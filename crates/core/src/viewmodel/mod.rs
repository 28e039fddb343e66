//! View-model layer the UI shell binds to
//!
//! A [`ListViewModel`] owns the pagination, filters and loading state of one
//! list page and publishes every change through a `watch` channel. Sources
//! adapt the domain ports to the generic listing contract.

pub mod model;
pub mod source;
pub mod state;

pub use model::{ListState, ListViewModel, ViewOptions};
pub use source::{AgentsSource, ListSource, OrganizationsSource, SalesSource};
pub use state::{FetchOutcome, ViewError, ViewPhase, ViewState};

◆ ◆ ◆

§ TASK GOAL
Restate the data above word for word. Leave nothing out.

§ TASK ANSWER
filename crates/core/src/viewmodel/mod.rs
repository 28e039fddb343e66
//! View-model layer the UI shell binds to
//!
//! A [`ListViewModel`] owns the pagination, filters and loading state of one
//! list page and publishes every change through a `watch` channel. Sources
//! adapt the domain ports to the generic listing contract.

pub mod model;
pub mod source;
pub mod state;

pub use model::{ListState, ListViewModel, ViewOptions};
pub use source::{AgentsSource, ListSource, OrganizationsSource, SalesSource};
pub use state::{FetchOutcome, ViewError, ViewPhase, ViewState};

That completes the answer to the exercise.